In the other corner we have Anderson, Robert and Manns, Jeffrey David, Boiling Down Boilerplate in M&A Agreements: A Response to Choi, Gulati, & Scott (January 1, 2019). Available at SSRN: https://ssrn.com/abstract=3327687
“Boilerplate” consists of standardized terms whose meaning is intended to be consistent from one transaction to the next, and these provisions are ubiquitous in contracts and related transactional documents. In their recent Duke Law Journal article Stephen Choi, Mitu Gulati, and Robert Scott have highlighted the potentially corrosive effect of the legal drafting process on boilerplate provisions. They show how incremental edits to boilerplate pari passu clauses for sovereign debt agreements have led to textual “black holes,” which potentially undercut the standardization purpose, wording, and substantive meaning of these boilerplate provisions. In this Article we offer preliminary evidence of a similar textual “black hole” phenomenon taking place in the mergers and acquisitions context.
We show that the mergers and acquisition context epitomizes the problem of unreflective copying of precedent provisions combined with ad hoc edits to individual clauses, which erode the textual integrity and meaning of boilerplate provisions. Each agreement is based on a prior deal precedent, and drafters frequently incorporate sections of the prior deal without sufficient scrutiny about the degree to which idiosyncratic novelties have been introduced in the precedent document that may be inapplicable to the new deal. At the same time, high levels of “editorial churning” take place in the process of transforming each precedent into the current acquisition agreement. The result is a problem of “drafting drift.” Boilerplate provisions live on from deal to deal, yet gradually shed their textual integrity and potentially lose their clear meaning as ad hoc edits are copied from deal to deal and new ad hoc edits are added at each stage.
We show how it is possible to identify the paragraphs of acquisition agreements which serve as boilerplate and to document both the degree and type of textual “drift” of these provisions over multiple generations. We construct “family trees” for boilerplate provisions by tracing the ancestors of each provision backwards in a linear way to each prior precedent. Then we reverse the process to show how ancestor provisions have progeny extending out in multiple directions which become increasingly dissimilar to their original ancestor and to each other over a few generations of acquisition agreements.

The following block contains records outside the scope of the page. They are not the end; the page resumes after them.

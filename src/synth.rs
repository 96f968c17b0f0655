//! # Harmonic Synthesis
//!
//! Reconstructs a station's water level or current velocity as the sum of its
//! constituent cosines:
//!
//! ```text
//! value(t) = datum + Σ f · A · cos(speed · t + V0 + u − phase)
//! ```
//!
//! where `t` is hours since the start of the local year (local standard time = UTC −
//! meridian offset). f, u and V0 come from the nodal-factor set of the sample's UTC day
//! and are fetched again only when that day changes.
//!
//! Subordinate stations have no constituents of their own; [`remap_events`] derives
//! their events from the reference station's by time offset and multiplier.

use crate::error::TideError;
use crate::nodal::{hours_since_year_start, NodalFactors, NodalKey};
use crate::station::{StationHarmonics, SubordinateOffsets};
use crate::{Event, EventKind, PredictionPoint, Units};
use chrono::{DateTime, Duration, Utc};
use tracing::warn;

/// Uniform instants from `start` through `end` inclusive.
pub fn time_grid(start: DateTime<Utc>, end: DateTime<Utc>, step: Duration) -> Result<Vec<DateTime<Utc>>, TideError> {
    if step <= Duration::zero() {
        return Err(TideError::InvalidStep);
    }
    if end < start {
        return Err(TideError::InvalidWindow { start, end });
    }
    let step_ms = step.num_milliseconds().max(1);
    let count = (end - start).num_milliseconds() / step_ms;
    Ok((0..=count).map(|i| start + Duration::milliseconds(step_ms * i)).collect())
}

/// Anything that can be sampled on a uniform grid.
pub trait SeriesSource {
    fn units(&self) -> Units;

    /// Values at arbitrary instants, in the given order.
    fn sample(&self, times: &[DateTime<Utc>]) -> Vec<PredictionPoint>;

    fn series(&self, start: DateTime<Utc>, end: DateTime<Utc>, step: Duration) -> Result<Vec<PredictionPoint>, TideError> {
        Ok(self.sample(&time_grid(start, end, step)?))
    }
}

/// One constituent with its daily corrections folded in.
#[derive(Debug, Clone, Copy)]
struct ActiveTerm {
    speed: f64,
    /// f · A
    amplitude: f64,
    /// V0 + u − phase, degrees
    offset: f64,
}

/// Harmonic sum for a reference station.
pub struct ReferenceSeries<'a> {
    harmonics: &'a StationHarmonics,
    nodal: NodalFactors<'a>,
}

impl<'a> ReferenceSeries<'a> {
    /// Fails with [`TideError::EmptyConstituents`] when none of the station's terms
    /// resolve against the constituent catalog.
    pub fn new(station_id: &str, harmonics: &'a StationHarmonics, nodal: NodalFactors<'a>) -> Result<Self, TideError> {
        let catalog = nodal.catalog();
        let usable = harmonics.terms.iter().filter(|t| catalog.contains(&t.constituent)).count();
        if usable == 0 {
            return Err(TideError::EmptyConstituents(station_id.to_string()));
        }
        if usable < harmonics.terms.len() {
            warn!(
                station = station_id,
                dropped = harmonics.terms.len() - usable,
                "ignoring constituents missing from the catalog"
            );
        }
        Ok(ReferenceSeries { harmonics, nodal })
    }

    fn active_terms(&self, key: &NodalKey) -> Vec<ActiveTerm> {
        let set = self.nodal.get(key);
        let catalog = self.nodal.catalog();
        self.harmonics
            .terms
            .iter()
            .filter_map(|term| {
                let speed = catalog.get(&term.constituent)?.speed();
                let factor = set.get(&term.constituent)?;
                Some(ActiveTerm {
                    speed,
                    amplitude: factor.f * term.amplitude,
                    offset: factor.v0 + factor.u - term.phase,
                })
            })
            .collect()
    }
}

impl SeriesSource for ReferenceSeries<'_> {
    fn units(&self) -> Units {
        self.harmonics.units
    }

    fn sample(&self, times: &[DateTime<Utc>]) -> Vec<PredictionPoint> {
        let meridian = self.harmonics.meridian_minutes;
        let mut current: Option<(NodalKey, Vec<ActiveTerm>)> = None;

        times
            .iter()
            .map(|&time| {
                let key = NodalKey::for_instant(time, meridian);
                if current.as_ref().map_or(true, |(k, _)| *k != key) {
                    current = Some((key, self.active_terms(&key)));
                }
                let terms = current.as_ref().map(|(_, terms)| terms.as_slice()).unwrap_or_default();
                let t = hours_since_year_start(time, &key);
                let sum: f64 = terms
                    .iter()
                    .map(|term| term.amplitude * (term.speed * t + term.offset).to_radians().cos())
                    .sum();
                PredictionPoint {
                    time,
                    value: self.harmonics.datum_offset + sum,
                    units: self.harmonics.units,
                }
            })
            .collect()
    }
}

/// Apply subordinate offsets to reference events.
///
/// Maxima use the high offset and multiplier, minima the low ones. Slack keeps its
/// zero value and moves by the mean of the two offsets. Event types never change, even
/// when a negative multiplier flips the sign of the magnitude. The result is in time
/// order.
pub fn remap_events(events: &[Event], offsets: &SubordinateOffsets) -> Vec<Event> {
    let mut remapped: Vec<Event> = events
        .iter()
        .map(|event| {
            let (shift, value) = match event.kind {
                EventKind::High | EventKind::Flood => (offsets.high_offset(), event.value * offsets.high_multiplier),
                EventKind::Low | EventKind::Ebb => (offsets.low_offset(), event.value * offsets.low_multiplier),
                EventKind::Slack => (offsets.slack_offset(), event.value),
            };
            Event {
                time: event.time + shift,
                value,
                ..*event
            }
        })
        .collect();
    remapped.sort_by_key(|event| event.time);
    remapped
}

#[cfg(test)]
mod tests {
    use super::*;
    use crate::constituents::ConstituentCatalog;
    use crate::nodal::NodalTable;
    use crate::station::tests::reference_station;
    use crate::station::HarmonicTerm;
    use chrono::TimeZone;

    fn at(hour: u32, minute: u32) -> DateTime<Utc> {
        Utc.with_ymd_and_hms(2024, 3, 15, hour, minute, 0).unwrap()
    }

    #[test]
    fn grid_is_inclusive_and_validated() {
        let grid = time_grid(at(0, 0), at(1, 0), Duration::minutes(15)).unwrap();
        assert_eq!(grid.len(), 5);
        assert_eq!(grid[4], at(1, 0));
        assert!(matches!(time_grid(at(1, 0), at(0, 0), Duration::minutes(1)), Err(TideError::InvalidWindow { .. })));
        assert!(matches!(time_grid(at(0, 0), at(1, 0), Duration::zero()), Err(TideError::InvalidStep)));
        assert_eq!(time_grid(at(0, 0), at(0, 0), Duration::minutes(1)).unwrap().len(), 1);
    }

    #[test]
    fn synthesis_matches_closed_form() {
        let catalog = ConstituentCatalog::builtin();
        let table = NodalTable::new();
        let mut station = reference_station("harm:1", "Alpha");
        station.harmonics.datum_offset = 1.25;
        station.harmonics.meridian_minutes = 300;
        station.harmonics.terms = vec![
            HarmonicTerm { constituent: "M2".into(), amplitude: 2.0, phase: 45.0 },
            HarmonicTerm { constituent: "K1".into(), amplitude: 0.5, phase: 200.0 },
        ];
        let nodal = NodalFactors::new(&catalog, &table);
        let series = ReferenceSeries::new("harm:1", &station.harmonics, nodal).unwrap();

        let points = series.series(at(0, 0), at(23, 0), Duration::hours(1)).unwrap();
        assert_eq!(points.len(), 24);
        for point in points {
            let key = NodalKey::for_instant(point.time, 300);
            let set = nodal.get(&key);
            let t = hours_since_year_start(point.time, &key);
            let mut expected = 1.25;
            for (name, amp, phase) in [("M2", 2.0, 45.0), ("K1", 0.5, 200.0)] {
                let factor = set.get(name).unwrap();
                let speed = catalog.get(name).unwrap().speed();
                expected += factor.f * amp * ((speed * t + factor.v0 + factor.u - phase) * std::f64::consts::PI / 180.0).cos();
            }
            assert!((point.value - expected).abs() < 1e-9, "{}: {} vs {expected}", point.time, point.value);
        }
        // One nodal set per UTC day
        assert_eq!(table.len(), 1);
    }

    #[test]
    fn day_change_fetches_new_factors() {
        let catalog = ConstituentCatalog::builtin();
        let table = NodalTable::new();
        let station = reference_station("harm:1", "Alpha");
        let series = ReferenceSeries::new("harm:1", &station.harmonics, NodalFactors::new(&catalog, &table)).unwrap();
        let points = series.series(at(22, 0), at(22, 0) + Duration::hours(4), Duration::minutes(30)).unwrap();
        assert_eq!(points.len(), 9);
        assert_eq!(table.len(), 2);

        // Continuity across midnight: neighbors within the M2 slope bound
        for pair in points.windows(2) {
            assert!((pair[1].value - pair[0].value).abs() < 0.3);
        }
    }

    #[test]
    fn station_without_known_constituents_is_rejected() {
        let catalog = ConstituentCatalog::builtin();
        let table = NodalTable::new();
        let mut station = reference_station("harm:1", "Alpha");
        station.harmonics.terms = vec![HarmonicTerm { constituent: "Q9".into(), amplitude: 1.0, phase: 0.0 }];
        let result = ReferenceSeries::new("harm:1", &station.harmonics, NodalFactors::new(&catalog, &table));
        assert!(matches!(result, Err(TideError::EmptyConstituents(id)) if id == "harm:1"));
    }

    fn offsets(high_s: i64, high_m: f64, low_s: i64, low_m: f64) -> SubordinateOffsets {
        SubordinateOffsets {
            reference: "ref".into(),
            high_offset_seconds: high_s,
            high_multiplier: high_m,
            low_offset_seconds: low_s,
            low_multiplier: low_m,
        }
    }

    fn reference_events() -> Vec<Event> {
        vec![
            Event { kind: EventKind::High, time: at(3, 0), value: 2.0, units: Units::Meters },
            Event { kind: EventKind::Low, time: at(9, 10), value: -1.5, units: Units::Meters },
            Event { kind: EventKind::High, time: at(15, 25), value: 1.8, units: Units::Meters },
        ]
    }

    #[test]
    fn identity_offsets_reproduce_reference() {
        let events = reference_events();
        assert_eq!(remap_events(&events, &offsets(0, 1.0, 0, 1.0)), events);
    }

    #[test]
    fn offsets_shift_and_scale_by_type() {
        let remapped = remap_events(&reference_events(), &offsets(1800, 1.1, -600, -1.0));
        assert_eq!(remapped[0].time, at(3, 30));
        assert!((remapped[0].value - 2.2).abs() < 1e-12);
        assert_eq!(remapped[1].kind, EventKind::Low);
        assert_eq!(remapped[1].time, at(9, 0));
        assert_eq!(remapped[1].value, 1.5);
    }

    #[test]
    fn slack_moves_by_mean_offset() {
        let slack = [Event { kind: EventKind::Slack, time: at(6, 0), value: 0.0, units: Units::Knots }];
        let remapped = remap_events(&slack, &offsets(1200, 2.0, -600, 3.0));
        assert_eq!(remapped[0].time, at(6, 5));
        assert_eq!(remapped[0].value, 0.0);
    }

    #[test]
    fn remapped_events_are_time_ordered() {
        // Large low offset pushes the low past the following high
        let remapped = remap_events(&reference_events(), &offsets(0, 1.0, 8 * 3600, 1.0));
        let kinds: Vec<_> = remapped.iter().map(|e| e.kind).collect();
        assert_eq!(kinds, [EventKind::High, EventKind::High, EventKind::Low]);
    }
}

Our study shows that incremental changes in boilerplate from one generation to the next foster rapid “speciation” of the terms. Small additions and deletions from boilerplate text lead to significant cumulative effects over multiple generations. We demonstrate that this textual “drift” takes place both within individual boilerplate lineages, but also even more broadly for boilerplate provisions that have a common ancestor precedent, yet evolve separately along different lineages of precedents. Like the Big Bang, the heterogeneity of boilerplate text appears to increase in all directions, which supports an “expanding universe” theory for boilerplate that undermines the textual integrity and the meaning of boilerplate terms. While we will expand on the quantitative and qualitative analysis of the evolution of boilerplate in a future work, the preliminary evidence presented in this paper reinforces the case for the textual “black hole” theory.